About this task:
Show every line of the data that includes the word "macros".

Input records:
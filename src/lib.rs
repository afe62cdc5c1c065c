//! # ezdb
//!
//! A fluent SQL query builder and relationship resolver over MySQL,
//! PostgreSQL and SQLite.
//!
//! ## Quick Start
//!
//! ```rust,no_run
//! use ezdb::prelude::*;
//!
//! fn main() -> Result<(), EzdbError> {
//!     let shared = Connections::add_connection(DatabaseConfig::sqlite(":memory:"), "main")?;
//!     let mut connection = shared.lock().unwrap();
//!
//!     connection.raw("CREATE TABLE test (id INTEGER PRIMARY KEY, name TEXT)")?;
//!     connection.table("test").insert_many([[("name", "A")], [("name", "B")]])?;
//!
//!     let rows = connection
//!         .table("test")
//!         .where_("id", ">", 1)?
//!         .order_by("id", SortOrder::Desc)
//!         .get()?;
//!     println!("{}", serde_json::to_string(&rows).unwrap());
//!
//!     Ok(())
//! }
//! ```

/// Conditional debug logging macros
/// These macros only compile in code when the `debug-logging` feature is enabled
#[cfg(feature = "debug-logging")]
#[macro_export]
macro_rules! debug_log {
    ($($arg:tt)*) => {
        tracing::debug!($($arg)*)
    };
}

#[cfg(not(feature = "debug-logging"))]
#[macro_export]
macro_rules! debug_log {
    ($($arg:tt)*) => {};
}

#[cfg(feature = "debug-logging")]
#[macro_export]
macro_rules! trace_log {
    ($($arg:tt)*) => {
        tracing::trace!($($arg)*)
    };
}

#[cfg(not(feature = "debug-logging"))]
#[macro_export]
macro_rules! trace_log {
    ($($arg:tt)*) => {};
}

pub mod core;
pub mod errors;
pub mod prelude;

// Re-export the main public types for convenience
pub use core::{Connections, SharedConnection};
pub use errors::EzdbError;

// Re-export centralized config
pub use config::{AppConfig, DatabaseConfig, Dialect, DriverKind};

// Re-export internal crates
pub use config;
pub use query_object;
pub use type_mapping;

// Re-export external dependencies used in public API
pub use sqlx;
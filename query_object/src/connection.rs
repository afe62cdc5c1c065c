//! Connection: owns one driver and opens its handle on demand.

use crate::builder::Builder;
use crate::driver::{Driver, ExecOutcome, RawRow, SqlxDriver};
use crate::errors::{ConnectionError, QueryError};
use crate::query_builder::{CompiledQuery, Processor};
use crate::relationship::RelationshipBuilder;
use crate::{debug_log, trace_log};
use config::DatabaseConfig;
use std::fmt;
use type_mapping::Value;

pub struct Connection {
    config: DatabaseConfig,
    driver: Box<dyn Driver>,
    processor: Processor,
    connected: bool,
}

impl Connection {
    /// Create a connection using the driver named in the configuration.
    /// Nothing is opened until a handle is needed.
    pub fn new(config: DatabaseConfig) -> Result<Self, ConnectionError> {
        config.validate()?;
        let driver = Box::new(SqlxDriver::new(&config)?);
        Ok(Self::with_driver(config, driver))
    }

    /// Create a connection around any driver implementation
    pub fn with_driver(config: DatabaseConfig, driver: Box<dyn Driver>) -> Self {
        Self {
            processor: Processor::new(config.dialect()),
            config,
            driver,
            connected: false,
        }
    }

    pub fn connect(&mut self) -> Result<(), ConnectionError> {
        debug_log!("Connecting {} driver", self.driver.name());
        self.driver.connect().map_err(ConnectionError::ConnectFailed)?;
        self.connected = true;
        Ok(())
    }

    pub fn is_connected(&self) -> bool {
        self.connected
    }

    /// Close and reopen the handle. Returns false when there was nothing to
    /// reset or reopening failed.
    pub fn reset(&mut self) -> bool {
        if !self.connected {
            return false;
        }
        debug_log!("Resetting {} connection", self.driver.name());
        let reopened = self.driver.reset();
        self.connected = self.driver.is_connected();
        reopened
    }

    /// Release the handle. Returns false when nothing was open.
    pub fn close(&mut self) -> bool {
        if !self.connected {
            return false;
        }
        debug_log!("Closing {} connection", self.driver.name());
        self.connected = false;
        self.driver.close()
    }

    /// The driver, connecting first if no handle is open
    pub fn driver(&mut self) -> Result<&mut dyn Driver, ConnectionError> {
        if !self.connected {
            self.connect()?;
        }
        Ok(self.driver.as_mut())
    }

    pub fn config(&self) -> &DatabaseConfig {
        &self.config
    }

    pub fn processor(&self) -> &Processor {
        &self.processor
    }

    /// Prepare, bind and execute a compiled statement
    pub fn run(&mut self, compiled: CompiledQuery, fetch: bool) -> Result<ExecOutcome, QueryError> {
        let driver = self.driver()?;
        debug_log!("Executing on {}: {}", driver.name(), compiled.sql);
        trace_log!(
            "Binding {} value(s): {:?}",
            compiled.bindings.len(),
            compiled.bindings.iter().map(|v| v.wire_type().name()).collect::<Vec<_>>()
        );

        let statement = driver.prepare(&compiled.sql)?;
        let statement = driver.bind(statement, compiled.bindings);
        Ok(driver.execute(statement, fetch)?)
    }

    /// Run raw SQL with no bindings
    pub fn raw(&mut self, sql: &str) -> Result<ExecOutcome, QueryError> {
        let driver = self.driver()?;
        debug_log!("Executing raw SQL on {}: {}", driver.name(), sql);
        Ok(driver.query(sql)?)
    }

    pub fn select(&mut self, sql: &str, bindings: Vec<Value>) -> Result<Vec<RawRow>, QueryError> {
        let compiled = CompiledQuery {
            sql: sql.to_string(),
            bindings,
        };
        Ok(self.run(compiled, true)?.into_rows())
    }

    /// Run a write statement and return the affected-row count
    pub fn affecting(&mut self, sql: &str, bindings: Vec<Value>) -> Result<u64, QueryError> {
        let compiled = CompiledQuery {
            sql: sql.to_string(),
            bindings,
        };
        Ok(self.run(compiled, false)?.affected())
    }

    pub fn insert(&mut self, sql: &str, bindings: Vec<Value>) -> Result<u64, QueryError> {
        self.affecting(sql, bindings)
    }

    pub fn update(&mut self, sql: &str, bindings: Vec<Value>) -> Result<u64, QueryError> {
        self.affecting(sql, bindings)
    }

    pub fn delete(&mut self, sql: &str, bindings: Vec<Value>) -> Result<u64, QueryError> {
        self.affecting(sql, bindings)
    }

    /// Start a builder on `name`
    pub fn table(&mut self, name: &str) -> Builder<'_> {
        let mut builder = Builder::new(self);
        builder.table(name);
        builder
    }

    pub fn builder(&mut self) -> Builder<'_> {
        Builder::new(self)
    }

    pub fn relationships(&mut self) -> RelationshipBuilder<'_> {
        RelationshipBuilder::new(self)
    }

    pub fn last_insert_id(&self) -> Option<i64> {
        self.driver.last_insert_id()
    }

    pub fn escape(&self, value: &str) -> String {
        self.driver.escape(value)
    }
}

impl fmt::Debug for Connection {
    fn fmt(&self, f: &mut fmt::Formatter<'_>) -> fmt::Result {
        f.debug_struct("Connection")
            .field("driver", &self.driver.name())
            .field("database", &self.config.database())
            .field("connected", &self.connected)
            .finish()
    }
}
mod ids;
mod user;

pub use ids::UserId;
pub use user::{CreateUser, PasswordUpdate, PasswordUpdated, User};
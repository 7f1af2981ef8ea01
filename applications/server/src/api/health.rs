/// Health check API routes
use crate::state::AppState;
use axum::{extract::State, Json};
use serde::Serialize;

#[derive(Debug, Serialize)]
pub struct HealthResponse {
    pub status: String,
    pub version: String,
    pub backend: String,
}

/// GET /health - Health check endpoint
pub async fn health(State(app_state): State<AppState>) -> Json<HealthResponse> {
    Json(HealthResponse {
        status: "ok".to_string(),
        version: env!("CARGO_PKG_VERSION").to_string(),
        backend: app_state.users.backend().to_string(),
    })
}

Solved exercise:
/// Conditional debug logging macros
/// These macros only compile in code when the `debug-logging` feature is enabled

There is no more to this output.